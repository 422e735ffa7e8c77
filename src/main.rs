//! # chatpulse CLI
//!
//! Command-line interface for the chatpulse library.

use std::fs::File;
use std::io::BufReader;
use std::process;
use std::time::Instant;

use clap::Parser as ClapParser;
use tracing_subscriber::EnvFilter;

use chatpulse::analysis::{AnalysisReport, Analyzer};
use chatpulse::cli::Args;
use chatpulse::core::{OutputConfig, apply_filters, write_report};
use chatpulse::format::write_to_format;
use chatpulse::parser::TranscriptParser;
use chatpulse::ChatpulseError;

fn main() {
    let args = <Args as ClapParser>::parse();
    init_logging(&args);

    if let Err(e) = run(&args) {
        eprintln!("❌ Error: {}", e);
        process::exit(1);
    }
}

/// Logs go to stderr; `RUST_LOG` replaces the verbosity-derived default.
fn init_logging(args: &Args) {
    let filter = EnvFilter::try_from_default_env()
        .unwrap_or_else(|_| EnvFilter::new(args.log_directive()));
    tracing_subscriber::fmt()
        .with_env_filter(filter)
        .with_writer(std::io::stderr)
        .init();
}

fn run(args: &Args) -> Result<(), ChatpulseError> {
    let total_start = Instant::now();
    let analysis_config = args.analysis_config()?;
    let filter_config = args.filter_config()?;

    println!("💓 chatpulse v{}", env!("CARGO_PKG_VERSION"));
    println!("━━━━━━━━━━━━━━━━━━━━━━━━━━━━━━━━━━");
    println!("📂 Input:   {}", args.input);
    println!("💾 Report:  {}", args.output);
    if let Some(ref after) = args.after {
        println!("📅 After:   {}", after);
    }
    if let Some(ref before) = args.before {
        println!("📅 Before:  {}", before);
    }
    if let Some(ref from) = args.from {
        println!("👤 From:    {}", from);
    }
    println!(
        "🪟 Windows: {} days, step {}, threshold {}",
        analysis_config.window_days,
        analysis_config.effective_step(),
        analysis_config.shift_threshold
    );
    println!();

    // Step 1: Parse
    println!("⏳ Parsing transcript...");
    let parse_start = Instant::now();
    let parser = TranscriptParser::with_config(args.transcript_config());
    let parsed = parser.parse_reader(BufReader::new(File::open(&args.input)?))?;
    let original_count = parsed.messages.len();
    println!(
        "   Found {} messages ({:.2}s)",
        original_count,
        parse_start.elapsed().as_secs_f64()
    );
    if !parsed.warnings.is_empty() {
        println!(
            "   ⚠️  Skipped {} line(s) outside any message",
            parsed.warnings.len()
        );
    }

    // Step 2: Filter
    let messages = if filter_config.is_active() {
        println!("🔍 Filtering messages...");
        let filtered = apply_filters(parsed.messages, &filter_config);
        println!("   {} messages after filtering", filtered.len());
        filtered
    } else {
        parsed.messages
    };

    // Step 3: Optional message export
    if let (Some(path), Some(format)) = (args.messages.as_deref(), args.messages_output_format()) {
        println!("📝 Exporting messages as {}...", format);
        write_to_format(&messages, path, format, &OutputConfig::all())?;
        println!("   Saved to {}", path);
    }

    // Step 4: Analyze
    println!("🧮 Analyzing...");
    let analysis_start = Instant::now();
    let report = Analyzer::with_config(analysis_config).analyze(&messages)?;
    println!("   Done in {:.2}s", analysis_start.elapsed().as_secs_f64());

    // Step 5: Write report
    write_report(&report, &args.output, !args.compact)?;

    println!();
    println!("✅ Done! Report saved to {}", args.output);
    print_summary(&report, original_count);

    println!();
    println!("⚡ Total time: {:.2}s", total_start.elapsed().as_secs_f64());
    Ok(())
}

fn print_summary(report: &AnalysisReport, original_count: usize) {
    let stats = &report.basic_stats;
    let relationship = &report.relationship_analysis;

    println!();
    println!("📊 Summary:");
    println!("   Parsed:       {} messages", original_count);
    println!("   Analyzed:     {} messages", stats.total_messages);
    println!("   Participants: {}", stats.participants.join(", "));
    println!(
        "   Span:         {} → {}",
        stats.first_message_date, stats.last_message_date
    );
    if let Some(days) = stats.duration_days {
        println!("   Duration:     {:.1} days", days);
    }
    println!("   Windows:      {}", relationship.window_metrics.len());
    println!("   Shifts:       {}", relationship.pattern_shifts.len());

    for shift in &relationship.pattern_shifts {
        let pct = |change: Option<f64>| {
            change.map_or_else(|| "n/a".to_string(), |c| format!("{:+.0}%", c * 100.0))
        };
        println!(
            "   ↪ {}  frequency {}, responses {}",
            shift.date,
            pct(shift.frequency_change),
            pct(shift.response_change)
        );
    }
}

...

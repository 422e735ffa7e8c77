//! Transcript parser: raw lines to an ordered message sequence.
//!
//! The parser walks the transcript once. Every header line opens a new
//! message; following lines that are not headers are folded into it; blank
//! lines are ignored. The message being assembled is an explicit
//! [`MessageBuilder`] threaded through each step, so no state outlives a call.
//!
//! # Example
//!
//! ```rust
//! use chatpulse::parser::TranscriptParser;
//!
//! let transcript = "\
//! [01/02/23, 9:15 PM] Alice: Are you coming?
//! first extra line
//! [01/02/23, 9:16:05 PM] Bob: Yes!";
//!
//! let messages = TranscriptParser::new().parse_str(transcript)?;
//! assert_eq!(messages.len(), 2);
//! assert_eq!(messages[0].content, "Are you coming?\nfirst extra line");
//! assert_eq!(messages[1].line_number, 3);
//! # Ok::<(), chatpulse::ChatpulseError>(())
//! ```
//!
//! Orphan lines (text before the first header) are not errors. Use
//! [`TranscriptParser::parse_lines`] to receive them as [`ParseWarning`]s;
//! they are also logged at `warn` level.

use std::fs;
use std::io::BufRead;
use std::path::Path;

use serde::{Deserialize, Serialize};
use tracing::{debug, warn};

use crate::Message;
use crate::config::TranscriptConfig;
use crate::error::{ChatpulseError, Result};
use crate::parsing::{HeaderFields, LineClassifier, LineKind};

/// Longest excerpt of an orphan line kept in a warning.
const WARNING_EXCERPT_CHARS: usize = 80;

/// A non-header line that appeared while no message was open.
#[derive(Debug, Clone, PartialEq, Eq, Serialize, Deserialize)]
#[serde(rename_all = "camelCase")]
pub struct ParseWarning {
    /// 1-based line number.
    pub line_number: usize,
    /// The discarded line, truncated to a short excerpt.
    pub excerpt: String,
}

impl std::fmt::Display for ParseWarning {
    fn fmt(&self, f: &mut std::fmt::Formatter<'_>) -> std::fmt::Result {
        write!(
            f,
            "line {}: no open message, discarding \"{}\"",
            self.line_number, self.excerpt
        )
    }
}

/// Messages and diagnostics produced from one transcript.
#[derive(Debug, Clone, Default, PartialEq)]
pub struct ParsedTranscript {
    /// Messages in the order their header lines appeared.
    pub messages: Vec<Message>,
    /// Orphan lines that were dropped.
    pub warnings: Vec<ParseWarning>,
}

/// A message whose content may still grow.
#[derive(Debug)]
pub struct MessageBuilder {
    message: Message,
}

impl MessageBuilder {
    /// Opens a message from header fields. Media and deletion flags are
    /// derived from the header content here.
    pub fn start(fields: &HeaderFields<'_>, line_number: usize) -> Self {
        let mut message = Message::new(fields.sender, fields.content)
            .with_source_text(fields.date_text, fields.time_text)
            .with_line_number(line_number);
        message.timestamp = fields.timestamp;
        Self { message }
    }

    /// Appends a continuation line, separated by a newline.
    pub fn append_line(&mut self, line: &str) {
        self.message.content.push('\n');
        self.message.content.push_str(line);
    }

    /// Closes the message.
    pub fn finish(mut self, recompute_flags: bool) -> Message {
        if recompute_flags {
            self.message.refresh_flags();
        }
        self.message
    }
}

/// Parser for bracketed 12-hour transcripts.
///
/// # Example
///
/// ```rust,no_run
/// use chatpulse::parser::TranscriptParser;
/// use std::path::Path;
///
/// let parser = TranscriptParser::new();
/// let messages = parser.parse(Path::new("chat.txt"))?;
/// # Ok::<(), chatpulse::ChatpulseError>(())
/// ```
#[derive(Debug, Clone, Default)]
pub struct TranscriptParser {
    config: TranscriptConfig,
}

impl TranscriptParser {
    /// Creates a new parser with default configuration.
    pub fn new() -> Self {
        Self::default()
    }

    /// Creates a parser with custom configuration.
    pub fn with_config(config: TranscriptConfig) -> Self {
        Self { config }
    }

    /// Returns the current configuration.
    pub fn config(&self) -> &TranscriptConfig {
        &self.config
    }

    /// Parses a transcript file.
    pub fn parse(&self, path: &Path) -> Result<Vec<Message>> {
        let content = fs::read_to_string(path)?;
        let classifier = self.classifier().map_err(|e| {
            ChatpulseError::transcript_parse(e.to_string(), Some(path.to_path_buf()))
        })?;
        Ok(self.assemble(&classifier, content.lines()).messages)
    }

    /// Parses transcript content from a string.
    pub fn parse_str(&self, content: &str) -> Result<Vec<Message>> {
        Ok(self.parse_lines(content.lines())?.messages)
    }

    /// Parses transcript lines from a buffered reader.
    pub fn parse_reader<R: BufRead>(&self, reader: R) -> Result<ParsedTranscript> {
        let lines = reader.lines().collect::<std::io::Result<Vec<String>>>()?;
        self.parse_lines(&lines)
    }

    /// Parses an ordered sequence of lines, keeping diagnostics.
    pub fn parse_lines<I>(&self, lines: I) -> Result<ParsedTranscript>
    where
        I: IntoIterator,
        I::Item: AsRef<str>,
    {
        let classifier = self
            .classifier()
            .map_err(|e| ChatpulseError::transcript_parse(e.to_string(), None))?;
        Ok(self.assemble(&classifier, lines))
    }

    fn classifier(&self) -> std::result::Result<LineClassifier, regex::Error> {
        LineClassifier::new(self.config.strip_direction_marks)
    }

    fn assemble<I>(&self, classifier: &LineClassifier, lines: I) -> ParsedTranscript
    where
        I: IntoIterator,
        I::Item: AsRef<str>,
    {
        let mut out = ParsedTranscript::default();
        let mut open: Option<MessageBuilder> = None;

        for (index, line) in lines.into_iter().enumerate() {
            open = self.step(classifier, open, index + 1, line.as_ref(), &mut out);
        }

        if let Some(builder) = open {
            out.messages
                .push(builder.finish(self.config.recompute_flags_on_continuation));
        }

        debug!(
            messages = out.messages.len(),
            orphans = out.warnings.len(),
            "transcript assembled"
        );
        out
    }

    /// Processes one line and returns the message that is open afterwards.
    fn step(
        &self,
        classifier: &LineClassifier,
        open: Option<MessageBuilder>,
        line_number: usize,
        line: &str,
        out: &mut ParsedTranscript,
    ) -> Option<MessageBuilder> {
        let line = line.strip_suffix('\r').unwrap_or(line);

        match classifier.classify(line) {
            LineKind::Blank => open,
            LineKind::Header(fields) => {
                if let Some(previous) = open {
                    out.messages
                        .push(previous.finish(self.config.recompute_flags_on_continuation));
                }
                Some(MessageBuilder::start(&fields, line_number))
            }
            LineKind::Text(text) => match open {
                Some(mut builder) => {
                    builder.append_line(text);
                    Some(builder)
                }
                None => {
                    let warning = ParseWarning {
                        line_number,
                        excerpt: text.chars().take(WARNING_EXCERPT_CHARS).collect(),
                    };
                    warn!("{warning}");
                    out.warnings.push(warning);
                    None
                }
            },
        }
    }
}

* * *

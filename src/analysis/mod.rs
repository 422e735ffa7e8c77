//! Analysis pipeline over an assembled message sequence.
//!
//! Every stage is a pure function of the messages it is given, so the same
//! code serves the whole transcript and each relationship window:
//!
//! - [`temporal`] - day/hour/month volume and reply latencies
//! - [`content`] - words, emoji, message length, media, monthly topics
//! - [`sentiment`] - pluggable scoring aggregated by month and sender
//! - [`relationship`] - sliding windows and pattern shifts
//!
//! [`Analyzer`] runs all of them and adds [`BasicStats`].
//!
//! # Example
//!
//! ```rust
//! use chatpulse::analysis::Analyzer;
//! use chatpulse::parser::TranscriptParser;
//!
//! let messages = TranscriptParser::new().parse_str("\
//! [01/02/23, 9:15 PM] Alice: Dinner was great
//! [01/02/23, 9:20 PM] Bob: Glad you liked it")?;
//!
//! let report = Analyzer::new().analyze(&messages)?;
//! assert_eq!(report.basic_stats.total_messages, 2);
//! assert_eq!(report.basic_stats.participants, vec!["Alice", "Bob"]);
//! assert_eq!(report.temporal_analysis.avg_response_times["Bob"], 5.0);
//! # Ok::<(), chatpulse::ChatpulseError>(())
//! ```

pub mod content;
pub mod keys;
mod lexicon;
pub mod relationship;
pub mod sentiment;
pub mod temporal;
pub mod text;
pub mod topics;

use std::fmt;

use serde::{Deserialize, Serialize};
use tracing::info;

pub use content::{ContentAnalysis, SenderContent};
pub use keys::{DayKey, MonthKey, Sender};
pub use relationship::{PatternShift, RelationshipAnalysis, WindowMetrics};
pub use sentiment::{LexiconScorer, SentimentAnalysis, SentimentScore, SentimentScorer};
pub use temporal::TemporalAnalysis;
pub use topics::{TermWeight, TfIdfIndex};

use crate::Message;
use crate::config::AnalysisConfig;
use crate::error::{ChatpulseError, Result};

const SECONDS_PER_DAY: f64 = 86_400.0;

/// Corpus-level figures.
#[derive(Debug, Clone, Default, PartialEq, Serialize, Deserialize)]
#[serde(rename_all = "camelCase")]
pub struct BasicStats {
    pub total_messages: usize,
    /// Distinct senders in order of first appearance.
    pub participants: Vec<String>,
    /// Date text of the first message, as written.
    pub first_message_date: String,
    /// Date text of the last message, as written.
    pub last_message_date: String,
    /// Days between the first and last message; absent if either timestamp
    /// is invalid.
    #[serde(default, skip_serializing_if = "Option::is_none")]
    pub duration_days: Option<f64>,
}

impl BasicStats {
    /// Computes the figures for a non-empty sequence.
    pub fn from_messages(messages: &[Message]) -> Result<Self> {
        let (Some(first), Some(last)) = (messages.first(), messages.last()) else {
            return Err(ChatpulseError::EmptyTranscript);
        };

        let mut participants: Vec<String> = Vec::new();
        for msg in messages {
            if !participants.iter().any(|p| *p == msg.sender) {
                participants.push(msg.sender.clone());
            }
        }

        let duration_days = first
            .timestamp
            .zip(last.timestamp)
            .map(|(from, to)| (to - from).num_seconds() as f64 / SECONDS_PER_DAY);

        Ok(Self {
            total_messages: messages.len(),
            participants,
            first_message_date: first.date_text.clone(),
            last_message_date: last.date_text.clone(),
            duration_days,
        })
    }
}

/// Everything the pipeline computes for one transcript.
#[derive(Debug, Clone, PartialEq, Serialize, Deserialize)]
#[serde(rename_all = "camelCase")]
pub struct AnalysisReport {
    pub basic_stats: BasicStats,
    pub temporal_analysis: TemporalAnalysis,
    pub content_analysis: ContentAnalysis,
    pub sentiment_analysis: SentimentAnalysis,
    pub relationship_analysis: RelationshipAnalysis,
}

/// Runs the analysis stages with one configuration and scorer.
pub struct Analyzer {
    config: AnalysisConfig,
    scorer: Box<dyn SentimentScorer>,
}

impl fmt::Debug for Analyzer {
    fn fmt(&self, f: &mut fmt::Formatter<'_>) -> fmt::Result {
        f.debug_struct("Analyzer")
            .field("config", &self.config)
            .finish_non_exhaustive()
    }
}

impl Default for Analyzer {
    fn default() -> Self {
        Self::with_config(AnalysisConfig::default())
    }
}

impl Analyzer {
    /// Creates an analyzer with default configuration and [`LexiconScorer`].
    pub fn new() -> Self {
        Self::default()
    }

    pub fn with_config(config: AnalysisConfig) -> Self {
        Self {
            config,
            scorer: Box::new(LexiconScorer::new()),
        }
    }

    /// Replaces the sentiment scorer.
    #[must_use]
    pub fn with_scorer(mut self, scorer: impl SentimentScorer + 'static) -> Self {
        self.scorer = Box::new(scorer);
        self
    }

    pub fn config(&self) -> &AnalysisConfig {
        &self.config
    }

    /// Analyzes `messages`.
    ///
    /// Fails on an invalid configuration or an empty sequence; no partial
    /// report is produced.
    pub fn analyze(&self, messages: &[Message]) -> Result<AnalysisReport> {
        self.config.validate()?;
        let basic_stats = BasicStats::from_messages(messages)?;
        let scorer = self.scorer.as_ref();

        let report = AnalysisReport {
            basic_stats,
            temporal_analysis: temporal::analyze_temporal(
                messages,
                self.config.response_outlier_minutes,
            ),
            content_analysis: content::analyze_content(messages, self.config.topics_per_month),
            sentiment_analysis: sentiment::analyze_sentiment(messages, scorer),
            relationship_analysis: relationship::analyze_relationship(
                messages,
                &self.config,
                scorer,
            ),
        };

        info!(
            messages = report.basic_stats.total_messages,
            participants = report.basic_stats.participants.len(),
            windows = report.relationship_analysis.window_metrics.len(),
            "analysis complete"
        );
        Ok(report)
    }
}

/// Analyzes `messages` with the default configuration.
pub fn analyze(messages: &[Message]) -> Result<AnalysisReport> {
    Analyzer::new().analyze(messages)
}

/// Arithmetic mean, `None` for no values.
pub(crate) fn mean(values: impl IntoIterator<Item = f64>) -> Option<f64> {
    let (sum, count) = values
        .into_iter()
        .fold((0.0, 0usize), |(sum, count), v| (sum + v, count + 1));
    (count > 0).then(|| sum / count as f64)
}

Work instruction: Please copy the lines in the records above between the one holding "into it; blank" and the one holding "use crate::config::TranscriptConfig;", inclusive, exactly and with no other line.

Written response:
//! message; following lines that are not headers are folded into it; blank
//! lines are ignored. The message being assembled is an explicit
//! [`MessageBuilder`] threaded through each step, so no state outlives a call.
//!
//! # Example
//!
//! ```rust
//! use chatpulse::parser::TranscriptParser;
//!
//! let transcript = "\
//! [01/02/23, 9:15 PM] Alice: Are you coming?
//! first extra line
//! [01/02/23, 9:16:05 PM] Bob: Yes!";
//!
//! let messages = TranscriptParser::new().parse_str(transcript)?;
//! assert_eq!(messages.len(), 2);
//! assert_eq!(messages[0].content, "Are you coming?\nfirst extra line");
//! assert_eq!(messages[1].line_number, 3);
//! # Ok::<(), chatpulse::ChatpulseError>(())
//! ```
//!
//! Orphan lines (text before the first header) are not errors. Use
//! [`TranscriptParser::parse_lines`] to receive them as [`ParseWarning`]s;
//! they are also logged at `warn` level.

use std::fs;
use std::io::BufRead;
use std::path::Path;

use serde::{Deserialize, Serialize};
use tracing::{debug, warn};

use crate::Message;
use crate::config::TranscriptConfig;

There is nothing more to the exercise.